Two important characteristics of AKT1 are changed by the E17K mutation: it promotes AKT1 ubiquitination and binds to the lipid PI (3,4,5), both of which result in improper membrane localization and Thr308 phosphorylation of AKT1, therefore arming cells with aberrant carcinogenic potential. This result offers a necessary theoretical basis for focused anti-tumor treatments aiming to target AKT1.
Targeting AKT1 to block the PI3K/mTOR pathway has long been a priority in the creation of new anti-tumor drugs as AKT1's key role in cancer dictates this. Nonetheless, the participation of AKT1 in many intricate feedback systems poses major difficulties in designing medications with minimal toxicity but great effectiveness.

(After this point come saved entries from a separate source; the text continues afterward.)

//! Structured logging.
//!
//! # Responsibilities
//! - Initialize logging subsystem
//! - Render one flat JSON object per log line
//! - Configure log level from config and environment
//!
//! # Design Decisions
//! - Uses tracing crate for structured logging
//! - JSON format for production, pretty format for development
//! - Lines go through a non-blocking writer so logging never stalls a request
//! - Fields of enclosing spans are merged into each line, event fields win

use std::fmt::{self, Write as _};

use chrono::{SecondsFormat, Utc};
use serde_json::{Map, Value};
use tracing::field::{Field, Visit};
use tracing::{Event, Level, Subscriber};
use tracing_appender::non_blocking::WorkerGuard;
use tracing_subscriber::{
    fmt::{
        format::{JsonFields, Writer},
        FmtContext, FormatEvent, FormatFields, FormattedFields, MakeWriter,
    },
    layer::SubscriberExt,
    registry::LookupSpan,
    util::{SubscriberInitExt, TryInitError},
    EnvFilter, Layer, Registry,
};

use crate::config::{LogFormat, ObservabilityConfig};

const DEFAULT_LOG_TARGET: &str = "instrumented_service";

/// Keeps the background log writer alive.
///
/// Must be held for the lifetime of the application so buffered lines are
/// flushed before exit.
pub struct LogGuard {
    _worker: WorkerGuard,
}

/// Initialize the global subscriber.
pub fn init_logging(config: &ObservabilityConfig) -> Result<LogGuard, TryInitError> {
    let (writer, worker) = tracing_appender::non_blocking(std::io::stdout());

    let filter = EnvFilter::try_from_default_env().unwrap_or_else(|_| {
        EnvFilter::new(format!(
            "{}={},tower_http=warn",
            DEFAULT_LOG_TARGET,
            config.log_level.to_ascii_lowercase()
        ))
    });

    let layer: Box<dyn Layer<Registry> + Send + Sync> = match config.log_format {
        LogFormat::Json => Box::new(json_layer(writer)),
        LogFormat::Pretty => Box::new(tracing_subscriber::fmt::layer().with_writer(writer)),
    };

    tracing_subscriber::registry()
        .with(layer)
        .with(filter)
        .try_init()?;

    Ok(LogGuard { _worker: worker })
}

/// A fmt layer emitting [`JsonLineFormat`] lines to `writer`.
pub fn json_layer<S, W>(writer: W) -> impl Layer<S> + Send + Sync
where
    S: Subscriber + for<'a> LookupSpan<'a>,
    W: for<'w> MakeWriter<'w> + Send + Sync + 'static,
{
    tracing_subscriber::fmt::layer()
        .fmt_fields(JsonFields::new())
        .event_format(JsonLineFormat)
        .with_writer(writer)
}

/// Formats events as
/// `{"time", "severity", "message", ...span fields, ...event fields}`.
#[derive(Debug, Default, Clone, Copy)]
pub struct JsonLineFormat;

impl<S, N> FormatEvent<S, N> for JsonLineFormat
where
    S: Subscriber + for<'a> LookupSpan<'a>,
    N: for<'a> FormatFields<'a> + 'static,
{
    fn format_event(
        &self,
        ctx: &FmtContext<'_, S, N>,
        mut writer: Writer<'_>,
        event: &Event<'_>,
    ) -> fmt::Result {
        let mut line = Map::new();
        line.insert(
            "time".into(),
            Value::String(Utc::now().to_rfc3339_opts(SecondsFormat::Micros, true)),
        );
        line.insert(
            "severity".into(),
            Value::String(severity(event.metadata().level()).into()),
        );

        if let Some(scope) = ctx.event_scope() {
            for span in scope.from_root() {
                let extensions = span.extensions();
                let Some(fields) = extensions.get::<FormattedFields<N>>() else {
                    continue;
                };
                if let Ok(Value::Object(fields)) = serde_json::from_str::<Value>(&fields.fields) {
                    line.extend(fields);
                }
            }
        }

        let mut visitor = JsonVisitor::default();
        event.record(&mut visitor);
        line.insert(
            "message".into(),
            Value::String(visitor.message.unwrap_or_default()),
        );
        line.extend(visitor.fields);

        let rendered = serde_json::to_string(&line).map_err(|_| fmt::Error)?;
        writeln!(writer, "{}", rendered)
    }
}

/// Severity names as written to the `severity` field.
pub fn severity(level: &Level) -> &'static str {
    match level.as_str() {
        "WARN" => "WARNING",
        other => other,
    }
}

#[derive(Default)]
struct JsonVisitor {
    message: Option<String>,
    fields: Map<String, Value>,
}

impl JsonVisitor {
    fn insert(&mut self, field: &Field, value: Value) {
        if field.name() == "message" {
            let text = match value {
                Value::String(s) => s,
                other => other.to_string(),
            };
            self.message = Some(text);
        } else {
            self.fields.insert(field.name().to_string(), value);
        }
    }
}

impl Visit for JsonVisitor {
    fn record_f64(&mut self, field: &Field, value: f64) {
        let value = serde_json::Number::from_f64(value)
            .map(Value::Number)
            .unwrap_or_else(|| Value::String(value.to_string()));
        self.insert(field, value);
    }

    fn record_i64(&mut self, field: &Field, value: i64) {
        self.insert(field, Value::from(value));
    }

    fn record_u64(&mut self, field: &Field, value: u64) {
        self.insert(field, Value::from(value));
    }

    fn record_bool(&mut self, field: &Field, value: bool) {
        self.insert(field, Value::from(value));
    }

    fn record_str(&mut self, field: &Field, value: &str) {
        self.insert(field, Value::from(value));
    }

    fn record_debug(&mut self, field: &Field, value: &dyn fmt::Debug) {
        self.insert(field, Value::String(format!("{:?}", value)));
    }
}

With multiple potential medications from big pharmaceutical firms failing in the early clinical phases, no AKT1 inhibitors have yet been effectively licensed for usage. Merck's MK-22006, for example, finally failed after more than 40 early studies; Eli Lilly's LY2780301 and Bayer's BAY11259 were also stopped.
Still, as our knowledge of the AKT1 signaling system and its function in tumor resistance grows, new treatment approaches are starting to surface. For instance, endocrine treatment resistance in breast cancer is thought to be developed in great part via the PI3K/AKT pathway. Therefore, co-administering AKT inhibitors to offset the activation of the PI3K/AKT pathway may provide a good strategy to stop the development of resistance in tumor cells.
Though AKT1-targeted treatments present several difficulties, their potential use in cancer therapy is still enormous. As precision medicine develops, tailored therapy plans based on tumor genomic sequencing might open the path for AKT1 inhibitor clinical application. Furthermore, combination therapy approaches—that is, matching AKT1 inhibitors with other targeted drugs or conventional treatments—may result in revolutionary breakthroughs.